Acórdão do Tribunal da Relação de Coimbra
Processo:
2798/05
Nº Convencional: JTRC
Relator: MONTEIRO CASIMIRO
Descritores: COBRANÇA COERCIVA DE CRÉDITO
EXCEPÇÃO DE NÃO CUMPRIMENTO DO CONTRATO
INCUMPRIMENTO PARCIAL
INCUMPRIMENTO DEFEITUOSO
Data do Acordão: 12/06/2005
Votação: UNANIMIDADE
Tribunal Recurso: COMARCA DE ALVAIÁZERE
Texto Integral: S
Meio Processual: APELAÇÃO
Decisão: REVOGADA PARCIALMENTE
Legislação Nacional: ARTº 428º DO CÓDIGO CIVIL
Sumário: A excepção de não cumprimento do contrato (exceptio non adimpleti contractus) prevista no artº 428º do Código Civil opera mesmo no caso de incumprimento parcial e de cumprimento defeituoso – a chamada exceptio non rite adimpleti contractus -, havendo que ter em conta, no entanto, o princípio da boa fé.

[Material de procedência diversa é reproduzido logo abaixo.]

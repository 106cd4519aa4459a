//! End-to-end hook flows against faked external tools
//!
//! These tests drive `run_hook` with a ToolRunner that simulates
//! productsign, altool, and stapler, including the filesystem side
//! effect of signing, so the full sign/swap/notarize/staple sequence can
//! be verified on real temporary files.

use std::fs;
use std::path::{Path, PathBuf};
use std::sync::Mutex;
use std::time::Duration;

use pkg_notary::config::{AuthCredentials, Credentials, HookConfig, HookContext};
use pkg_notary::hook::{run_hook, HookError, HookOutcome, SkipReason};
use pkg_notary::notarize::PollerConfig;
use pkg_notary::runner::{ScriptedRunner, ToolError, ToolOutput, ToolRunner};

/// Simulated macOS tool set.
///
/// productsign writes a recognizable signed copy; altool answers the
/// upload with a fixed RequestUUID and replays a queue of status
/// responses; stapler succeeds and records its working directory.
struct FakeTools {
    status_responses: Mutex<Vec<String>>,
    calls: Mutex<Vec<(String, Vec<String>, Option<PathBuf>)>>,
}

impl FakeTools {
    fn new(status_responses: Vec<&str>) -> Self {
        let mut responses: Vec<String> = status_responses.iter().map(|s| s.to_string()).collect();
        responses.reverse();
        Self {
            status_responses: Mutex::new(responses),
            calls: Mutex::new(Vec::new()),
        }
    }

    fn call_log(&self) -> Vec<(String, Vec<String>, Option<PathBuf>)> {
        self.calls.lock().unwrap().clone()
    }
}

impl ToolRunner for FakeTools {
    fn run(&self, tool: &str, args: &[String], cwd: Option<&Path>) -> Result<ToolOutput, ToolError> {
        self.calls.lock().unwrap().push((
            tool.to_string(),
            args.to_vec(),
            cwd.map(Path::to_path_buf),
        ));

        match (tool, args.first().map(String::as_str)) {
            ("productsign", _) => {
                let src = PathBuf::from(&args[2]);
                let dst = PathBuf::from(&args[3]);
                let original = fs::read(&src).expect("source package exists");
                let mut signed = b"SIGNED:".to_vec();
                signed.extend_from_slice(&original);
                fs::write(&dst, signed).expect("write signed package");
                Ok(ToolOutput::ok(""))
            }
            ("xcrun", Some("altool")) if args[1] == "--notarize-app" => Ok(ToolOutput::ok(
                "No errors uploading package.\nRequestUUID = FAKE-UUID-1\n",
            )),
            ("xcrun", Some("altool")) if args[1] == "--notarization-info" => {
                let response = self
                    .status_responses
                    .lock()
                    .unwrap()
                    .pop()
                    .expect("status response scripted");
                Ok(ToolOutput::ok(&response))
            }
            ("xcrun", Some("stapler")) => Ok(ToolOutput::ok("The staple and validate action worked!\n")),
            other => panic!("unexpected tool invocation: {other:?} {args:?}"),
        }
    }
}

fn api_key_credentials() -> Credentials {
    Credentials {
        auth: AuthCredentials::ApiKey {
            key_id: "KEY123".to_string(),
            issuer_id: "ISSUER456".to_string(),
        },
        team_short_name: None,
    }
}

fn base_config() -> HookConfig {
    HookConfig {
        credentials: Some(api_key_credentials()),
        credential_problem: None,
        signing_identity: None,
        is_pull_request: false,
        ci_branch: None,
        force_enabled: false,
    }
}

fn fast_poller() -> PollerConfig {
    PollerConfig {
        interval: Duration::from_millis(1),
        settle_delay: Duration::ZERO,
    }
}

fn context_for(paths: Vec<PathBuf>) -> HookContext {
    HookContext {
        artifact_paths: paths,
        app_id: "com.example.app".to_string(),
        electron_platform_name: Some("darwin".to_string()),
    }
}

#[test]
fn no_pkg_artifact_skips_without_tool_invocations() {
    let ctx = context_for(vec![PathBuf::from("dist/App.dmg"), PathBuf::from("dist/App.zip")]);
    // Empty script: any invocation would panic
    let runner = ScriptedRunner::new(vec![]);

    let outcome = run_hook(&ctx, &base_config(), &runner, &fast_poller(), false).unwrap();

    assert_eq!(outcome, HookOutcome::Skipped(SkipReason::NoPackageArtifact));
    assert_eq!(runner.call_count(), 0);
}

#[test]
fn non_darwin_platform_skips() {
    let mut ctx = context_for(vec![PathBuf::from("dist/App.pkg")]);
    ctx.electron_platform_name = Some("win32".to_string());
    let runner = ScriptedRunner::new(vec![]);

    let outcome = run_hook(&ctx, &base_config(), &runner, &fast_poller(), false).unwrap();

    assert_eq!(
        outcome,
        HookOutcome::Skipped(SkipReason::NotMacPlatform("win32".to_string()))
    );
    assert_eq!(runner.call_count(), 0);
}

#[test]
fn missing_credentials_skip_silently() {
    let ctx = context_for(vec![PathBuf::from("dist/App.pkg")]);
    let mut config = base_config();
    config.credentials = None;
    let runner = ScriptedRunner::new(vec![]);

    let outcome = run_hook(&ctx, &config, &runner, &fast_poller(), false).unwrap();

    assert_eq!(
        outcome,
        HookOutcome::Skipped(SkipReason::NotarizationNotConfigured)
    );
}

#[test]
fn pull_request_build_skips_unless_forced() {
    let ctx = context_for(vec![PathBuf::from("dist/App.pkg")]);
    let mut config = base_config();
    config.is_pull_request = true;
    let runner = ScriptedRunner::new(vec![]);

    let outcome = run_hook(&ctx, &config, &runner, &fast_poller(), false).unwrap();
    assert_eq!(outcome, HookOutcome::Skipped(SkipReason::PullRequestBuild));
}

#[test]
fn non_release_branch_skips_unless_forced() {
    let ctx = context_for(vec![PathBuf::from("dist/App.pkg")]);
    let mut config = base_config();
    config.ci_branch = Some("feature/x".to_string());
    let runner = ScriptedRunner::new(vec![]);

    let outcome = run_hook(&ctx, &config, &runner, &fast_poller(), false).unwrap();
    assert_eq!(
        outcome,
        HookOutcome::Skipped(SkipReason::NonReleaseBranch("feature/x".to_string()))
    );
}

#[test]
fn forced_build_proceeds_on_pr_and_branch() {
    let dir = tempfile::tempdir().unwrap();
    let pkg = dir.path().join("App.pkg");
    fs::write(&pkg, b"package bytes").unwrap();

    let ctx = context_for(vec![pkg.clone()]);
    let mut config = base_config();
    config.is_pull_request = true;
    config.ci_branch = Some("feature/x".to_string());
    config.force_enabled = true;

    let tools = FakeTools::new(vec!["Status = success\n"]);
    let outcome = run_hook(&ctx, &config, &tools, &fast_poller(), false).unwrap();

    assert!(matches!(outcome, HookOutcome::Notarized { .. }));
}

#[test]
fn unsigned_variant_runs_submit_poll_staple_in_order() {
    let dir = tempfile::tempdir().unwrap();
    let pkg = dir.path().join("App.pkg");
    fs::write(&pkg, b"package bytes").unwrap();

    let ctx = context_for(vec![pkg.clone()]);
    let tools = FakeTools::new(vec![
        "Status = in progress\n",
        "Status = success\nLogFileURL = (null)\n",
    ]);

    let outcome = run_hook(&ctx, &base_config(), &tools, &fast_poller(), false).unwrap();

    assert_eq!(
        outcome,
        HookOutcome::Notarized {
            artifact: pkg.clone(),
            request_uuid: "FAKE-UUID-1".to_string(),
        }
    );

    let calls = tools.call_log();
    assert_eq!(calls.len(), 4);
    assert_eq!(calls[0].1[1], "--notarize-app");
    assert_eq!(calls[1].1[1], "--notarization-info");
    assert_eq!(calls[1].1[2], "FAKE-UUID-1");
    assert_eq!(calls[2].1[1], "--notarization-info");
    assert_eq!(calls[3].1[..2], ["stapler".to_string(), "staple".to_string()]);
    // Stapler runs from the artifact's directory, file by name only
    assert_eq!(calls[3].2.as_deref(), Some(dir.path()));
    assert_eq!(calls[3].1[3], "App.pkg");

    // Unsigned variant: the artifact is untouched
    assert_eq!(fs::read(&pkg).unwrap(), b"package bytes");
    assert!(!dir.path().join("App-unsigned.pkg").exists());
}

#[test]
fn signed_variant_swaps_signed_file_into_place() {
    let dir = tempfile::tempdir().unwrap();
    let pkg = dir.path().join("App.pkg");
    fs::write(&pkg, b"original bytes").unwrap();

    let ctx = context_for(vec![pkg.clone()]);
    let mut config = base_config();
    config.signing_identity = Some("Developer ID Installer: Example Corp".to_string());

    let tools = FakeTools::new(vec!["Status = success\n"]);
    let outcome = run_hook(&ctx, &config, &tools, &fast_poller(), false).unwrap();

    assert!(matches!(outcome, HookOutcome::Notarized { .. }));

    // Original path now holds exactly what the signing tool produced
    assert_eq!(fs::read(&pkg).unwrap(), b"SIGNED:original bytes");

    // Pre-signing bytes preserved under the -unsigned suffix
    let unsigned = dir.path().join("App-unsigned.pkg");
    assert_eq!(fs::read(&unsigned).unwrap(), b"original bytes");

    // The intermediate -signed file was consumed by the swap
    assert!(!dir.path().join("App-signed.pkg").exists());

    // productsign ran before the upload
    let calls = tools.call_log();
    assert_eq!(calls[0].0, "productsign");
    assert_eq!(calls[1].1[1], "--notarize-app");
}

#[test]
fn rejected_notarization_fails_before_stapling() {
    let dir = tempfile::tempdir().unwrap();
    let pkg = dir.path().join("App.pkg");
    fs::write(&pkg, b"package bytes").unwrap();

    let ctx = context_for(vec![pkg.clone()]);
    let tools = FakeTools::new(vec![
        "Status = invalid\nStatus Code = 2\nStatus Message = Package Invalid\n",
    ]);

    let err = run_hook(&ctx, &base_config(), &tools, &fast_poller(), false).unwrap_err();

    assert!(matches!(err, HookError::Notarization(_)));

    // No stapler invocation after the rejection
    let calls = tools.call_log();
    assert!(calls.iter().all(|(_, args, _)| args.first().map(String::as_str) != Some("stapler")));
}

#[test]
fn submission_failure_aborts_run() {
    let dir = tempfile::tempdir().unwrap();
    let pkg = dir.path().join("App.pkg");
    fs::write(&pkg, b"package bytes").unwrap();

    let ctx = context_for(vec![pkg.clone()]);
    let runner = ScriptedRunner::new(vec![Ok(ToolOutput::failed(
        176,
        "Unable to upload your app for notarization",
    ))]);

    let err = run_hook(&ctx, &base_config(), &runner, &fast_poller(), false).unwrap_err();

    assert!(matches!(err, HookError::Submit(_)));
    assert_eq!(runner.call_count(), 1);
}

Daí resulta a exigência de uma apreciação da gravidade da falta, que não pode mostrar-se de pouca importância para a outra parte, bem como a adequação ou proporcionalidade entre a ofensa do direito do excipiente e o exercício da excepção.
Decisão Texto Integral:

Acordam no Tribunal da Relação de Coimbra:

A..., intentou, em 16/01/2004, pelo Tribunal da comarca de Alvaiázere, processo de injunção contra B..., pedindo a condenação deste no pagamento da quantia de 8.269,50 €, que lhe deve, em consequência de serviços de transportes prestados, acrescida de juros de mora vencidos no montante de 248,08 €, e de taxa de justiça paga no valor de 89,00 €.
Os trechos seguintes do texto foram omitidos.